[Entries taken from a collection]
//! Rule-based activity ratings and weather alerts.
//!
//! Every classification is an ordered list of `(predicate, outcome)` rules
//! evaluated top to bottom; the first match wins. Reordering a table
//! changes behaviour.
//!
//! Precipitation and storm state come only from the condition text. The
//! substring tests live in [`Conditions`] so the matching strategy can be
//! changed in one place.

use std::collections::BTreeMap;

use serde::{Deserialize, Serialize};

use crate::model::NormalizedCurrent;

#[derive(Debug, Clone, Copy, PartialEq, Eq, PartialOrd, Ord, Hash, Serialize, Deserialize)]
#[serde(rename_all = "lowercase")]
pub enum ActivityKind {
    Running,
    Jogging,
    Cycling,
    Hiking,
}

impl ActivityKind {
    pub const fn all() -> &'static [ActivityKind] {
        &[ActivityKind::Running, ActivityKind::Jogging, ActivityKind::Cycling, ActivityKind::Hiking]
    }

    pub fn as_str(&self) -> &'static str {
        match self {
            ActivityKind::Running => "running",
            ActivityKind::Jogging => "jogging",
            ActivityKind::Cycling => "cycling",
            ActivityKind::Hiking => "hiking",
        }
    }
}

impl std::fmt::Display for ActivityKind {
    fn fmt(&self, f: &mut std::fmt::Formatter<'_>) -> std::fmt::Result {
        f.write_str(self.as_str())
    }
}

#[derive(Debug, Clone, Copy, PartialEq, Eq, Hash, Serialize, Deserialize)]
pub enum ActivityRating {
    Good,
    Fair,
    Poor,
}

#[derive(Debug, Clone, Copy, PartialEq, Eq, Hash, Serialize, Deserialize)]
pub enum AlertSeverity {
    Severe,
    Moderate,
    Minor,
    Safe,
}

#[derive(Debug, Clone, PartialEq, Eq, Serialize, Deserialize)]
pub struct Alert {
    pub severity: AlertSeverity,
    pub title: String,
    pub description: String,
}

/// Dust and dander outlook derived from the air-quality index.
#[derive(Debug, Clone, Copy, PartialEq, Eq, Hash, Serialize, Deserialize)]
pub enum AllergyLevel {
    Low,
    Moderate,
    High,
    Extreme,
}

/// Values the rules look at, computed once per classification.
#[derive(Debug, Clone, Copy)]
struct Conditions {
    temp: f64,
    wind: f64,
    humidity: u8,
    visibility: f64,
    raining: bool,
    light: bool,
    stormy: bool,
    thunderstorm: bool,
    snowy: bool,
    clear: bool,
    overcast: bool,
}

impl Conditions {
    fn from_current(current: &NormalizedCurrent) -> Self {
        let text = current.condition_text.to_lowercase();
        let has = |needle: &str| text.contains(needle);

        Self {
            temp: current.temperature,
            wind: current.wind_speed,
            humidity: current.humidity,
            visibility: current.visibility_or_default(),
            raining: has("rain"),
            light: has("light"),
            stormy: has("thunder") || has("storm"),
            thunderstorm: has("thunderstorm"),
            snowy: has("snow"),
            clear: has("clear"),
            overcast: has("cloud") || has("overcast") || has("mist") || has("fog"),
        }
    }
}

type Rule<T> = (fn(&Conditions) -> bool, T);

const RUNNING_LADDER: &[Rule<ActivityRating>] = &[
    (|c| c.raining || c.temp > 30.0 || c.temp < 0.0 || c.wind > 10.0, ActivityRating::Poor),
    (|c| c.temp > 25.0 || c.temp < 5.0 || c.wind > 7.0, ActivityRating::Fair),
];

const CYCLING_LADDER: &[Rule<ActivityRating>] = &[
    (|c| c.raining || c.wind > 9.0 || c.temp > 35.0 || c.temp < 2.0, ActivityRating::Poor),
    (|c| c.wind > 6.0 || c.temp > 30.0 || c.temp < 8.0, ActivityRating::Fair),
];

const HIKING_LADDER: &[Rule<ActivityRating>] = &[
    (
        |c| c.raining || c.visibility < 2000.0 || c.temp > 32.0 || c.temp < 0.0,
        ActivityRating::Poor,
    ),
    (|c| c.visibility < 5000.0 || c.temp > 28.0 || c.temp < 5.0, ActivityRating::Fair),
];

fn ladder(kind: ActivityKind) -> &'static [Rule<ActivityRating>] {
    match kind {
        ActivityKind::Running | ActivityKind::Jogging => RUNNING_LADDER,
        ActivityKind::Cycling => CYCLING_LADDER,
        ActivityKind::Hiking => HIKING_LADDER,
    }
}

fn first_match<T: Copy>(rules: &[Rule<T>], conditions: &Conditions) -> Option<T> {
    rules.iter().find(|(applies, _)| applies(conditions)).map(|(_, outcome)| *outcome)
}

fn rate_with(kind: ActivityKind, conditions: &Conditions) -> ActivityRating {
    first_match(ladder(kind), conditions).unwrap_or(ActivityRating::Good)
}

pub fn rate_activity(kind: ActivityKind, current: &NormalizedCurrent) -> ActivityRating {
    rate_with(kind, &Conditions::from_current(current))
}

pub fn rate_activities(current: &NormalizedCurrent) -> BTreeMap<ActivityKind, ActivityRating> {
    let conditions = Conditions::from_current(current);
    ActivityKind::all().iter().map(|kind| (*kind, rate_with(*kind, &conditions))).collect()
}

/// Which optional alert rules participate in classification.
#[derive(Debug, Clone, Copy, PartialEq, Eq, Default)]
pub struct AlertRuleSet {
    /// Emit a Minor alert for cloudy or misty conditions.
    pub cloud_advisory: bool,
}

#[derive(Debug, Clone, Copy, PartialEq, Eq)]
enum AlertKind {
    ExtremeTemperature,
    HighWind,
    Thunderstorm,
    LowVisibility,
    TemperatureAdvisory,
    HeavyRain,
    Windy,
    HighHumidity,
    Overcast,
    PerfectWeather,
}

const ALERT_CASCADE: &[Rule<AlertKind>] = &[
    (|c| c.temp > 40.0 || c.temp < -5.0, AlertKind::ExtremeTemperature),
    (|c| c.wind > 15.0, AlertKind::HighWind),
    (|c| c.stormy, AlertKind::Thunderstorm),
    (|c| c.visibility < 1000.0, AlertKind::LowVisibility),
    (|c| c.temp > 35.0 || c.temp < 5.0, AlertKind::TemperatureAdvisory),
    (|c| c.raining && !c.light, AlertKind::HeavyRain),
    (|c| c.wind > 10.0, AlertKind::Windy),
    (|c| c.humidity > 85, AlertKind::HighHumidity),
    (|c| c.overcast, AlertKind::Overcast),
    (
        |c| (18.0..=28.0).contains(&c.temp) && c.wind < 5.0 && !c.raining,
        AlertKind::PerfectWeather,
    ),
];

impl AlertKind {
    fn enabled(&self, rules: &AlertRuleSet) -> bool {
        match self {
            AlertKind::Overcast => rules.cloud_advisory,
            _ => true,
        }
    }

    fn into_alert(self, c: &Conditions) -> Alert {
        let (severity, title, description) = match self {
            AlertKind::ExtremeTemperature => (
                AlertSeverity::Severe,
                "Extreme Temperature",
                if c.temp > 40.0 {
                    "Dangerously hot conditions. Stay indoors, stay hydrated, and avoid outdoor activities."
                } else {
                    "Extreme cold conditions. Bundle up and limit outdoor exposure."
                },
            ),
            AlertKind::HighWind => (
                AlertSeverity::Severe,
                "High Wind",
                "Strong winds detected. Secure loose objects and avoid outdoor activities.",
            ),
            AlertKind::Thunderstorm => (
                AlertSeverity::Severe,
                "Thunderstorm Warning",
                "Thunderstorm activity detected. Stay indoors and avoid open areas.",
            ),
            AlertKind::LowVisibility => (
                AlertSeverity::Severe,
                "Low Visibility",
                "Severe fog or mist. Drive carefully and use headlights.",
            ),
            AlertKind::TemperatureAdvisory => (
                AlertSeverity::Moderate,
                "Temperature Advisory",
                if c.temp > 35.0 {
                    "Very hot weather. Stay hydrated and limit sun exposure."
                } else {
                    "Cold weather. Dress warmly when going outside."
                },
            ),
            AlertKind::HeavyRain => (
                AlertSeverity::Moderate,
                "Heavy Rain Advisory",
                "Heavy rainfall expected. Carry an umbrella and drive carefully.",
            ),
            AlertKind::Windy => (
                AlertSeverity::Moderate,
                "Windy Conditions",
                "Moderate winds. Secure lightweight outdoor items.",
            ),
            AlertKind::HighHumidity => (
                AlertSeverity::Moderate,
                "High Humidity",
                "Very humid conditions. Stay cool and hydrated.",
            ),
            AlertKind::Overcast => (
                AlertSeverity::Minor,
                "Overcast Skies",
                "Cloudy or misty conditions. Light may be limited outdoors.",
            ),
            AlertKind::PerfectWeather => (
                AlertSeverity::Safe,
                "Perfect Weather",
                "Ideal conditions for outdoor activities. Enjoy your day!",
            ),
        };

        Alert { severity, title: title.to_string(), description: description.to_string() }
    }
}

/// Highest-priority alert under the default rule set.
pub fn classify_alert(current: &NormalizedCurrent) -> Option<Alert> {
    classify_alert_with(current, &AlertRuleSet::default())
}

pub fn classify_alert_with(current: &NormalizedCurrent, rules: &AlertRuleSet) -> Option<Alert> {
    let conditions = Conditions::from_current(current);

    ALERT_CASCADE
        .iter()
        .filter(|(_, kind)| kind.enabled(rules))
        .find(|(applies, _)| applies(&conditions))
        .map(|(_, kind)| kind.into_alert(&conditions))
}

pub fn allergy_level(current: &NormalizedCurrent) -> AllergyLevel {
    match current.air_quality_or_default() {
        i if i >= 4 => AllergyLevel::Extreme,
        3 => AllergyLevel::High,
        2 => AllergyLevel::Moderate,
        _ => AllergyLevel::Low,
    }
}

const INSIGHTS: &[Rule<&str>] = &[
    (
        |c| c.temp > 30.0,
        "High temperatures expected; precautionary hydration and sun protection recommended.",
    ),
    (|c| c.temp > 25.0, "Conditions are favorable for outdoor activities."),
    (|c| c.temp < 0.0, "Freezing conditions detected; ensure adequate thermal protection."),
    (|c| c.temp < 10.0, "Temperatures are low; warm clothing is advisable."),
    (|c| c.raining, "Precipitation expected; carrying an umbrella is recommended."),
    (|c| c.snowy, "Snowfall likely; exercise caution on slippery surfaces."),
    (|c| c.clear, "Visibility is good; optimal conditions for photography/outdoor work."),
    (|c| c.thunderstorm, "Storm activity detected; remaining indoors is safer."),
    (|c| c.wind > 10.0, "High wind speeds detected; secure loose items."),
];

/// One line of general advice for the day.
pub fn daily_insight(current: &NormalizedCurrent) -> &'static str {
    first_match(INSIGHTS, &Conditions::from_current(current)).unwrap_or("Conditions are stable.")
}

/// Everything the advisory engine derives from one snapshot.
#[derive(Debug, Clone, PartialEq, Serialize, Deserialize)]
#[serde(rename_all = "camelCase")]
pub struct Advisory {
    pub activity_ratings: BTreeMap<ActivityKind, ActivityRating>,
    pub alert: Option<Alert>,
    pub allergy: AllergyLevel,
    pub insight: String,
}

pub fn advise(current: &NormalizedCurrent) -> Advisory {
    advise_with(current, &AlertRuleSet::default())
}

pub fn advise_with(current: &NormalizedCurrent, rules: &AlertRuleSet) -> Advisory {
    Advisory {
        activity_ratings: rate_activities(current),
        alert: classify_alert_with(current, rules),
        allergy: allergy_level(current),
        insight: daily_insight(current).to_string(),
    }
}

● ACTIVITY
Scan the entries for the string "carefully" and report only how many lines contain it.

● ANSWER SECTION
2